Per effettuare il test combinato è sufficiente eseguire un semplice prelievo di sangue materno, prima del quale non è necessario il digiuno. La misurazione ecografica della translucenza nucale può essere eseguita per via transaddominale o transvaginale; in quest'ultimo caso, l'esame fornisce una migliore risoluzione d'immagine ed una più corretta scansione; tuttavia, può anche provocare un certo fastidio alla gestante.
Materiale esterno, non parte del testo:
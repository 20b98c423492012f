//! projectauth CLI entry point

mod cli;

use crate::cli::{Cli, Commands, GrantArgs};
use anyhow::{Context, Result};
use projectauth::auth::{Principal, SessionToken};
use projectauth::cache::{AuthorizationCache, CacheConfig};
use projectauth::server::{ProjectRegistry, ProjectServer, ServerConfig};
use projectauth::storage::{GrantStore, MemoryGrantStore, MemoryProjectStore, PostgresConfig, PostgresGrantStore};
use clap::Parser;
use std::sync::Arc;
use tokio::signal;
use tracing::{info, warn};
use tracing_subscriber::{layer::SubscriberExt, util::SubscriberInitExt, EnvFilter};

#[tokio::main]
async fn main() -> Result<()> {
    // Load .env file if present
    dotenvy::dotenv().ok();

    tracing_subscriber::registry()
        .with(EnvFilter::try_from_default_env().unwrap_or_else(|_| EnvFilter::new("info")))
        .with(tracing_subscriber::fmt::layer())
        .init();

    let cli = Cli::parse();

    let db_config = || database_config(cli.database_url.as_deref(), PostgresConfig::env_present());
    let required_db = || -> Result<PostgresConfig> { db_config()?.context("No database configured, set DATABASE_URL") };

    match &cli.command {
        Commands::Serve {
            bind,
            secret,
            watch_buffer,
            max_resync_failures,
        } => {
            let config = CacheConfig::new()
                .watch_buffer(*watch_buffer)
                .max_resync_failures(*max_resync_failures);
            let grants: Arc<dyn GrantStore> = match db_config()? {
                Some(db) => Arc::new(PostgresGrantStore::new(db).await?),
                None => {
                    warn!("No database configured, keeping grants in memory");
                    Arc::new(MemoryGrantStore::new())
                }
            };
            serve(bind, secret, config, grants).await
        }
        Commands::Token {
            user,
            groups,
            scopes,
            secret,
        } => token(user, groups, scopes, secret),
        Commands::Grant(args) => grant(required_db()?, args).await,
        Commands::Revoke(args) => revoke(required_db()?, args).await,
        Commands::Init => init(required_db()?).await,
    }
}

/// Database selected by `--database-url`/`DATABASE_URL` or the `PG*` variables
///
/// `None` only when nothing names a database; a malformed setting is an error.
fn database_config(url: Option<&str>, env_present: bool) -> Result<Option<PostgresConfig>> {
    if let Some(url) = url {
        return PostgresConfig::from_url(url).context("Invalid DATABASE_URL").map(Some);
    }
    if env_present {
        return PostgresConfig::from_env()
            .context("Incomplete PG* environment, PGUSER and PGDATABASE are required")
            .map(Some);
    }
    Ok(None)
}

async fn serve(bind: &str, secret: &str, config: CacheConfig, grants: Arc<dyn GrantStore>) -> Result<()> {
    let bind_addr = bind.parse().context("Invalid bind address")?;

    let projects = Arc::new(MemoryProjectStore::new());
    let cache = AuthorizationCache::start(config, grants, projects.clone())
        .await
        .context("Failed to load authorization cache")?;

    let registry = ProjectRegistry::new(cache, projects);
    let server = ProjectServer::new(
        ServerConfig {
            bind_addr,
            token_secret: secret.as_bytes().to_vec(),
        },
        registry,
    );

    info!(addr = %bind, "projectauth starting");
    server.run(shutdown_signal()).await?;
    info!("projectauth stopped");
    Ok(())
}

fn token(user: &str, groups: &[String], scopes: &[String], secret: &str) -> Result<()> {
    let principal = Principal::new(user, groups.iter().cloned());
    let token = SessionToken::create(principal.clone(), scopes.to_vec(), secret.as_bytes())
        .context("Failed to create session token")?;

    println!("{}", token);
    println!();
    println!("Principal: {}", principal);
    if scopes.is_empty() {
        println!("Scopes: (unrestricted)");
    } else {
        println!("Scopes:");
        for scope in scopes {
            println!("  {}", scope);
        }
    }
    Ok(())
}

async fn grant(db_config: PostgresConfig, args: &GrantArgs) -> Result<()> {
    let grant = args.to_grant().context("Invalid grant")?;
    let store = PostgresGrantStore::new(db_config).await?;
    store.add_grant(&grant).await?;

    println!("+ {}", grant);
    Ok(())
}

async fn revoke(db_config: PostgresConfig, args: &GrantArgs) -> Result<()> {
    let grant = args.to_grant().context("Invalid grant")?;
    let store = PostgresGrantStore::new(db_config).await?;
    store.remove_grant(&grant).await?;

    println!("- {}", grant);
    Ok(())
}

async fn init(db_config: PostgresConfig) -> Result<()> {
    let _store = PostgresGrantStore::new(db_config).await?;
    println!("Database schema initialized successfully");
    Ok(())
}

async fn shutdown_signal() {
    let ctrl_c = async {
        signal::ctrl_c()
            .await
            .expect("Failed to install Ctrl+C handler");
    };

    #[cfg(unix)]
    let terminate = async {
        signal::unix::signal(signal::unix::SignalKind::terminate())
            .expect("Failed to install SIGTERM handler")
            .recv()
            .await;
    };

    #[cfg(not(unix))]
    let terminate = std::future::pending::<()>();

    tokio::select! {
        _ = ctrl_c => {},
        _ = terminate => {},
    }
}

#[cfg(test)]
mod tests {
    use super::*;

    #[test]
    fn test_database_config_rejects_malformed_url() {
        assert!(database_config(Some("postgres://app@db:notaport/grants"), false).is_err());
        assert!(database_config(Some("mysql://app@db/grants"), true).is_err());

        let config = database_config(Some("postgres://app@db/grants"), false).unwrap().unwrap();
        assert_eq!(config.host, "db");
    }

    #[test]
    fn test_database_config_absent_falls_back() {
        assert!(database_config(None, false).unwrap().is_none());
    }
}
Rischio sindrome di Down età madreLa procedura ecografica può dilungarsi fino a 30-40 minuti, per la necessità che il feto si trovi in posizioni ben precise durante l'esame.

Il fattore età

1) Il rischio di avere un bambino con un'anomalia cromosomica aumenta con l'avanzare dell'età materna, divenendo consistente dopo i 35 anni.

 

2) L'unico modo per escludere con certezza un'anomalia cromosomica è quello di sottoporsi a esami invasivi, come la villocentesi o l'amniocentesi, che comportano un rischio di aborto pari all'1% circa.

 

Sulla base di queste considerazioni, in un primo momento si iniziò a proporre l'analisi del cariotipo fetale a tutte le donne di età superiore a 35 anni. In realtà, dai dati statistici, emerse che circa il 70% dei feti colpiti da sindrome di Down nasceva da donne più "giovani", quindi considerate a basso rischio. Come spiegare tale fenomeno? Semplicemente con il fatto che le donne giovani concepiscono molto di più rispetto a quelle di età superiore a 35 anni; infatti, specie a quei tempi, poche erano le donne che decidevano di avere un figlio oltre questa età (oggi, le percentuali stanno cambiando per via delle modificazioni del tessuto socio-economico).
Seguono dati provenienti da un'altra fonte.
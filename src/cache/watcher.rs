//! Caller-side watch handles

use crate::cache::Command;
use crate::projects::Project;
use futures::Stream;
use parking_lot::Mutex;
use serde::Serialize;
use std::fmt;
use std::pin::Pin;
use std::sync::Arc;
use std::task::{Context, Poll};
use tokio::sync::mpsc;
use uuid::Uuid;

pub type WatcherId = Uuid;

#[derive(Debug, Clone, Copy, PartialEq, Eq, Hash, Serialize)]
#[serde(rename_all = "UPPERCASE")]
pub enum EventKind {
    Added,
    Modified,
    Deleted,
}

impl fmt::Display for EventKind {
    fn fmt(&self, f: &mut fmt::Formatter<'_>) -> fmt::Result {
        match self {
            EventKind::Added => write!(f, "ADDED"),
            EventKind::Modified => write!(f, "MODIFIED"),
            EventKind::Deleted => write!(f, "DELETED"),
        }
    }
}

/// One event in a watcher's stream
#[derive(Debug, Clone, PartialEq, Eq)]
pub struct WatchEvent {
    pub kind: EventKind,
    pub project: Arc<Project>,
    /// Cache revision of the change that produced this event
    pub revision: u64,
}

impl WatchEvent {
    pub fn name(&self) -> &str {
        &self.project.name
    }
}

/// Why a watcher stopped streaming
#[derive(Debug, Clone, Copy, PartialEq, Eq, Hash, Serialize)]
#[serde(rename_all = "snake_case")]
pub enum CloseReason {
    /// The caller stopped or dropped the watcher
    Cancelled,
    /// The delivery buffer overflowed; the caller must re-watch from a fresh baseline
    ResyncRequired,
    /// The cache shut down
    CacheStopped,
}

impl fmt::Display for CloseReason {
    fn fmt(&self, f: &mut fmt::Formatter<'_>) -> fmt::Result {
        match self {
            CloseReason::Cancelled => write!(f, "watch cancelled"),
            CloseReason::ResyncRequired => write!(f, "missed events, resync required"),
            CloseReason::CacheStopped => write!(f, "cache stopped"),
        }
    }
}

#[derive(Debug, Clone, Copy, PartialEq, Eq)]
pub enum WatcherState {
    Registering,
    Streaming,
    Closed(CloseReason),
}

/// State shared between a registration and its handle
#[derive(Debug)]
pub(crate) struct WatcherStatus {
    state: Mutex<WatcherState>,
}

impl WatcherStatus {
    pub(crate) fn new() -> Arc<Self> {
        Arc::new(Self {
            state: Mutex::new(WatcherState::Registering),
        })
    }

    pub(crate) fn get(&self) -> WatcherState {
        *self.state.lock()
    }

    pub(crate) fn start_streaming(&self) {
        let mut state = self.state.lock();
        if *state == WatcherState::Registering {
            *state = WatcherState::Streaming;
        }
    }

    /// Move to `Closed`; the first reason wins
    pub(crate) fn close(&self, reason: CloseReason) -> bool {
        let mut state = self.state.lock();
        if matches!(*state, WatcherState::Closed(_)) {
            return false;
        }
        *state = WatcherState::Closed(reason);
        true
    }
}

/// What the processing loop hands back for a new registration
pub(crate) struct Registered {
    pub id: WatcherId,
    pub events: mpsc::Receiver<WatchEvent>,
    pub status: Arc<WatcherStatus>,
    /// Projects visible to the watcher at registration
    pub initial: Vec<Arc<Project>>,
}

/// A live watch on one principal's visible projects
///
/// Events are buffered up to the configured capacity. Once the watcher is
/// closed the remaining buffered events are still delivered, after which
/// [`ProjectWatcher::recv`] returns `None` and [`ProjectWatcher::close_reason`]
/// tells why. Dropping the handle unregisters it.
pub struct ProjectWatcher {
    id: WatcherId,
    events: mpsc::Receiver<WatchEvent>,
    status: Arc<WatcherStatus>,
    initial: Vec<Arc<Project>>,
    commands: mpsc::UnboundedSender<Command>,
}

impl ProjectWatcher {
    pub(crate) fn new(registered: Registered, commands: mpsc::UnboundedSender<Command>) -> Self {
        Self {
            id: registered.id,
            events: registered.events,
            status: registered.status,
            initial: registered.initial,
            commands,
        }
    }

    pub fn id(&self) -> WatcherId {
        self.id
    }

    /// Projects the watcher could see when it was registered, in the same
    /// step as registration. Every later event is relative to this set.
    /// Returns an empty list after the first call.
    pub fn take_initial(&mut self) -> Vec<Arc<Project>> {
        std::mem::take(&mut self.initial)
    }

    /// Next event, or `None` once the watcher is closed and drained
    pub async fn recv(&mut self) -> Option<WatchEvent> {
        self.events.recv().await
    }

    /// Next buffered event without waiting
    pub fn try_recv(&mut self) -> Option<WatchEvent> {
        self.events.try_recv().ok()
    }

    pub fn state(&self) -> WatcherState {
        self.status.get()
    }

    pub fn close_reason(&self) -> Option<CloseReason> {
        match self.status.get() {
            WatcherState::Closed(reason) => Some(reason),
            _ => None,
        }
    }

    /// Ask the cache to unregister this watcher. Idempotent.
    pub fn stop(&self) {
        if matches!(self.status.get(), WatcherState::Closed(_)) {
            return;
        }
        let _ = self.commands.send(Command::Unsubscribe(self.id));
    }
}

impl Stream for ProjectWatcher {
    type Item = WatchEvent;

    fn poll_next(mut self: Pin<&mut Self>, cx: &mut Context<'_>) -> Poll<Option<Self::Item>> {
        self.events.poll_recv(cx)
    }
}

impl Drop for ProjectWatcher {
    fn drop(&mut self) {
        self.stop();
    }
}

impl fmt::Debug for ProjectWatcher {
    fn fmt(&self, f: &mut fmt::Formatter<'_>) -> fmt::Result {
        f.debug_struct("ProjectWatcher")
            .field("id", &self.id)
            .field("state", &self.status.get())
            .finish()
    }
}

#[cfg(test)]
mod tests {
    use super::*;

    #[test]
    fn test_status_transitions() {
        let status = WatcherStatus::new();
        assert_eq!(status.get(), WatcherState::Registering);

        status.start_streaming();
        assert_eq!(status.get(), WatcherState::Streaming);

        assert!(status.close(CloseReason::ResyncRequired));
        assert!(!status.close(CloseReason::CacheStopped));
        assert_eq!(status.get(), WatcherState::Closed(CloseReason::ResyncRequired));

        status.start_streaming();
        assert_eq!(status.get(), WatcherState::Closed(CloseReason::ResyncRequired));
    }

    #[test]
    fn test_close_reason_display() {
        assert_eq!(CloseReason::ResyncRequired.to_string(), "missed events, resync required");
        assert_eq!(EventKind::Deleted.to_string(), "DELETED");
    }
}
In sostanza, quindi, figli con sindrome di Down sono maggiormente partoriti da madri relativamente giovani, perché queste concepiscono di più rispetto a donne più avanti con gli anni, che danno alla luce percentuali maggiori di figli affetti da sindrome di Down solamente in termini relativi.
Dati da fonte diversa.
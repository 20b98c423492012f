//! Watch fan-out
//!
//! Owns every watcher registration. Each registration tracks the set of
//! projects its watcher currently believes it can see (with the last
//! delivered project revision), and every raw change is turned into the
//! difference against that set. Only the processing loop calls into this
//! module, so it needs no locking of its own.

use crate::auth::{GrantChange, GrantSubject, GrantTarget, Principal, ScopeRestriction};
use crate::cache::index::{ProjectUpsert, VisibilityIndex};
use crate::cache::watcher::{CloseReason, EventKind, Registered, WatchEvent, WatcherId, WatcherStatus};
use crate::projects::Project;
use std::collections::{HashMap, HashSet};
use std::sync::Arc;
use tokio::sync::mpsc::{self, error::TrySendError};
use tracing::{debug, info};
use uuid::Uuid;

struct Registration {
    principal: Principal,
    restriction: ScopeRestriction,
    tx: mpsc::Sender<WatchEvent>,
    status: Arc<WatcherStatus>,
    /// project -> project revision last delivered
    visible: HashMap<String, u64>,
    /// cache revision of the last delivered event
    last_revision: u64,
}

enum Delivery {
    Delivered,
    Overflow,
    Gone,
}

impl Registration {
    fn allows(&self, index: &VisibilityIndex, project: &str) -> bool {
        self.restriction.allows(project) && index.is_visible(&self.principal, project)
    }

    fn send(&mut self, kind: EventKind, project: Arc<Project>, revision: u64) -> Delivery {
        match kind {
            EventKind::Deleted => {
                self.visible.remove(&project.name);
            }
            EventKind::Added | EventKind::Modified => {
                self.visible.insert(project.name.clone(), project.revision);
            }
        }
        self.last_revision = revision;

        match self.tx.try_send(WatchEvent { kind, project, revision }) {
            Ok(()) => Delivery::Delivered,
            Err(TrySendError::Full(_)) => Delivery::Overflow,
            Err(TrySendError::Closed(_)) => Delivery::Gone,
        }
    }

    /// Bring this watcher's view of one project in line with the index
    fn reconcile_one(&mut self, index: &VisibilityIndex, name: &str, revision: u64) -> Delivery {
        let allowed = self.allows(index, name);
        match (allowed, self.visible.contains_key(name)) {
            (true, false) => match index.project(name) {
                Some(project) => self.send(EventKind::Added, project.clone(), revision),
                None => Delivery::Delivered,
            },
            (false, true) => {
                let project = index
                    .project(name)
                    .cloned()
                    .unwrap_or_else(|| Arc::new(Project::new(name)));
                self.send(EventKind::Deleted, project, revision)
            }
            _ => Delivery::Delivered,
        }
    }

    /// Bring this watcher's whole view in line with the index
    fn reconcile_all(&mut self, index: &VisibilityIndex, revision: u64) -> Delivery {
        let now = self.restriction.restrict(&index.visible_projects(&self.principal));

        let mut gone: Vec<String> = self
            .visible
            .keys()
            .filter(|name| !now.contains(*name))
            .cloned()
            .collect();
        gone.sort();
        for name in gone {
            let project = index
                .project(&name)
                .cloned()
                .unwrap_or_else(|| Arc::new(Project::new(name.as_str())));
            if let outcome @ (Delivery::Overflow | Delivery::Gone) =
                self.send(EventKind::Deleted, project, revision)
            {
                return outcome;
            }
        }

        for name in &now {
            let Some(project) = index.project(name) else {
                continue;
            };
            let kind = match self.visible.get(name) {
                None => EventKind::Added,
                Some(seen) if *seen < project.revision => EventKind::Modified,
                Some(_) => continue,
            };
            if let outcome @ (Delivery::Overflow | Delivery::Gone) = self.send(kind, project.clone(), revision) {
                return outcome;
            }
        }
        Delivery::Delivered
    }
}

/// Fans raw grant and project changes out to per-watcher event streams
pub struct WatchMultiplexer {
    watchers: HashMap<WatcherId, Registration>,
    by_subject: HashMap<GrantSubject, HashSet<WatcherId>>,
    buffer: usize,
}

impl WatchMultiplexer {
    pub fn new(buffer: usize) -> Self {
        Self {
            watchers: HashMap::new(),
            by_subject: HashMap::new(),
            buffer: buffer.max(1),
        }
    }

    pub fn len(&self) -> usize {
        self.watchers.len()
    }

    pub fn is_empty(&self) -> bool {
        self.watchers.is_empty()
    }

    /// Register a watcher against the current index
    ///
    /// With `include_existing`, one `Added` per visible project is queued before
    /// anything else; the buffer is sized so that baseline always fits.
    pub(crate) fn register(
        &mut self,
        principal: Principal,
        restriction: ScopeRestriction,
        include_existing: bool,
        index: &VisibilityIndex,
        revision: u64,
    ) -> Registered {
        let id = Uuid::new_v4();
        let names = restriction.restrict(&index.visible_projects(&principal));
        let baseline: Vec<Arc<Project>> = names.iter().filter_map(|n| index.project(n).cloned()).collect();

        let capacity = if include_existing {
            self.buffer + baseline.len()
        } else {
            self.buffer
        };
        let (tx, events) = mpsc::channel(capacity);
        let status = WatcherStatus::new();

        let mut registration = Registration {
            principal,
            restriction,
            tx,
            status: status.clone(),
            visible: baseline.iter().map(|p| (p.name.clone(), p.revision)).collect(),
            last_revision: revision,
        };

        if include_existing {
            for project in &baseline {
                // capacity reserved above
                let _ = registration.send(EventKind::Added, project.clone(), revision);
            }
        }

        for subject in registration.principal.subjects() {
            self.by_subject.entry(subject).or_default().insert(id);
        }

        debug!(
            watcher_id = %id,
            principal = %registration.principal,
            visible = registration.visible.len(),
            include_existing,
            "Watcher registered"
        );

        status.start_streaming();
        self.watchers.insert(id, registration);

        Registered {
            id,
            events,
            status,
            initial: baseline,
        }
    }

    /// Remove a registration; returns false if it was already gone
    pub fn unregister(&mut self, id: WatcherId, reason: CloseReason) -> bool {
        let Some(registration) = self.watchers.remove(&id) else {
            return false;
        };

        for subject in registration.principal.subjects() {
            if let Some(ids) = self.by_subject.get_mut(&subject) {
                ids.remove(&id);
                if ids.is_empty() {
                    self.by_subject.remove(&subject);
                }
            }
        }

        registration.status.close(reason);
        match reason {
            CloseReason::ResyncRequired => info!(
                watcher_id = %id,
                principal = %registration.principal,
                last_revision = registration.last_revision,
                "Watcher buffer full, closing"
            ),
            _ => debug!(watcher_id = %id, reason = %reason, "Watcher closed"),
        }
        true
    }

    /// Close every watcher, e.g. on shutdown
    pub fn close_all(&mut self, reason: CloseReason) {
        let ids: Vec<WatcherId> = self.watchers.keys().copied().collect();
        for id in ids {
            self.unregister(id, reason);
        }
    }

    fn watchers_for<'a>(&self, subjects: impl IntoIterator<Item = &'a GrantSubject>) -> Vec<WatcherId> {
        let mut ids: HashSet<WatcherId> = HashSet::new();
        for subject in subjects {
            if let Some(found) = self.by_subject.get(subject) {
                ids.extend(found.iter().copied());
            }
        }
        ids.into_iter().collect()
    }

    fn settle(&mut self, outcomes: Vec<(WatcherId, Delivery)>) {
        for (id, outcome) in outcomes {
            match outcome {
                Delivery::Delivered => {}
                Delivery::Overflow => {
                    self.unregister(id, CloseReason::ResyncRequired);
                }
                Delivery::Gone => {
                    self.unregister(id, CloseReason::Cancelled);
                }
            }
        }
    }

    /// A grant change has already been applied to `index`
    pub fn grant_changed(&mut self, change: &GrantChange, index: &VisibilityIndex, revision: u64) {
        let ids = self.watchers_for([&change.grant.subject]);
        let mut outcomes = Vec::with_capacity(ids.len());

        for id in ids {
            let Some(registration) = self.watchers.get_mut(&id) else {
                continue;
            };
            let outcome = match &change.grant.target {
                GrantTarget::Cluster => registration.reconcile_all(index, revision),
                GrantTarget::Project(name) => registration.reconcile_one(index, name, revision),
            };
            outcomes.push((id, outcome));
        }
        self.settle(outcomes);
    }

    /// A project was created or updated in `index`
    pub fn project_upserted(
        &mut self,
        project: &Arc<Project>,
        upsert: ProjectUpsert,
        index: &VisibilityIndex,
        revision: u64,
    ) {
        if upsert == ProjectUpsert::Stale {
            return;
        }

        let subjects = index.subjects_for(&project.name);
        let ids = self.watchers_for(subjects.iter());
        let mut outcomes = Vec::with_capacity(ids.len());

        for id in ids {
            let Some(registration) = self.watchers.get_mut(&id) else {
                continue;
            };
            let allowed = registration.allows(index, &project.name);
            let outcome = match (allowed, registration.visible.get(&project.name).copied()) {
                (true, None) => registration.send(EventKind::Added, project.clone(), revision),
                (true, Some(seen)) if seen < project.revision => {
                    registration.send(EventKind::Modified, project.clone(), revision)
                }
                (false, Some(_)) => registration.send(EventKind::Deleted, project.clone(), revision),
                _ => Delivery::Delivered,
            };
            outcomes.push((id, outcome));
        }
        self.settle(outcomes);
    }

    /// A project was removed; `subjects` were its possible viewers before removal
    pub fn project_removed(&mut self, project: &Arc<Project>, subjects: &HashSet<GrantSubject>, revision: u64) {
        let ids = self.watchers_for(subjects.iter());
        let mut outcomes = Vec::with_capacity(ids.len());

        for id in ids {
            let Some(registration) = self.watchers.get_mut(&id) else {
                continue;
            };
            if registration.visible.contains_key(&project.name) {
                outcomes.push((id, registration.send(EventKind::Deleted, project.clone(), revision)));
            }
        }
        self.settle(outcomes);
    }

    /// Re-derive every watcher's view after a full resynchronization
    pub fn resync_all(&mut self, index: &VisibilityIndex, revision: u64) {
        let mut outcomes = Vec::with_capacity(self.watchers.len());
        for (id, registration) in self.watchers.iter_mut() {
            outcomes.push((*id, registration.reconcile_all(index, revision)));
        }
        self.settle(outcomes);
    }
}
//! projectauth - authorization-aware project visibility
//!
//! Keeps an in-memory index of who may see which projects, derived from
//! user, group and cluster-scope grants, and answers "which projects can this
//! user see" without touching storage. Watchers receive `Added`/`Modified`/
//! `Deleted` events as grants and projects change.

pub mod auth;
pub mod cache;
pub mod projects;
pub mod server;
pub mod storage;

pub use auth::{Grant, GrantSubject, GrantTarget, Principal, ScopeRestriction, SessionToken};
pub use cache::{AuthorizationCache, CacheConfig, CacheError, CacheHealth, CloseReason, EventKind, ProjectWatcher, WatchEvent};
pub use projects::Project;
pub use server::{ProjectRegistry, ProjectServer};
Sulla base di queste ulteriori considerazioni si è quindi cercato di intraprendere test non invasivi per identificare le gravidanze a rischio in donne giovani. La non invasività di questi test era fondamentale, poiché - considerati anche gli elevati costi dell'indagine - era impensabile sottoporre tutte le gestanti ad amniocentesi o a villocentesi; piuttosto, tali esami dovevano essere riservati alle gravidanze con rischio sufficientemente alto da giustificare il pericolo di perdita fetale ed il costo importante per il sistema sanitario nazionale. Dunque, come fare per quantificare questo rischio? La risposta è contenuta negli attuali esami di screening - come test combinato, tri-test o quad test - a cui viene sottoposta TUTTA la popolazione ostetrica; grazie a questo filtro è possibile scremare le gravide "a rischio", quindi meritevoli di un approfondimento con diagnosi invasiva (amniocentesi e villocentesi).

 

A chi è indicato il test combinato?

A tutte le gestanti di età inferiore a 35 anni che desiderano valutare precocemente il rischio che il feto sia affetto da sindrome di Down (trisomia 21), per poi decidere se sottoporsi ad esami più invasivi come l'amniocentesi o il prelievo dei villi coriali.

 

A gestanti di età superiore a 35 anni che desiderano valutare in modo più preciso il rischio, per decidere se evitare o meno di sottoporsi a  metodiche diagnostiche prenatali invasive. In genere, comunque, le donne di età superiore a 35 anni vengono sottoposte direttamente ad amniocentesi od al prelievo di villi coriali, bypassando gli esami di screening come il test combinato.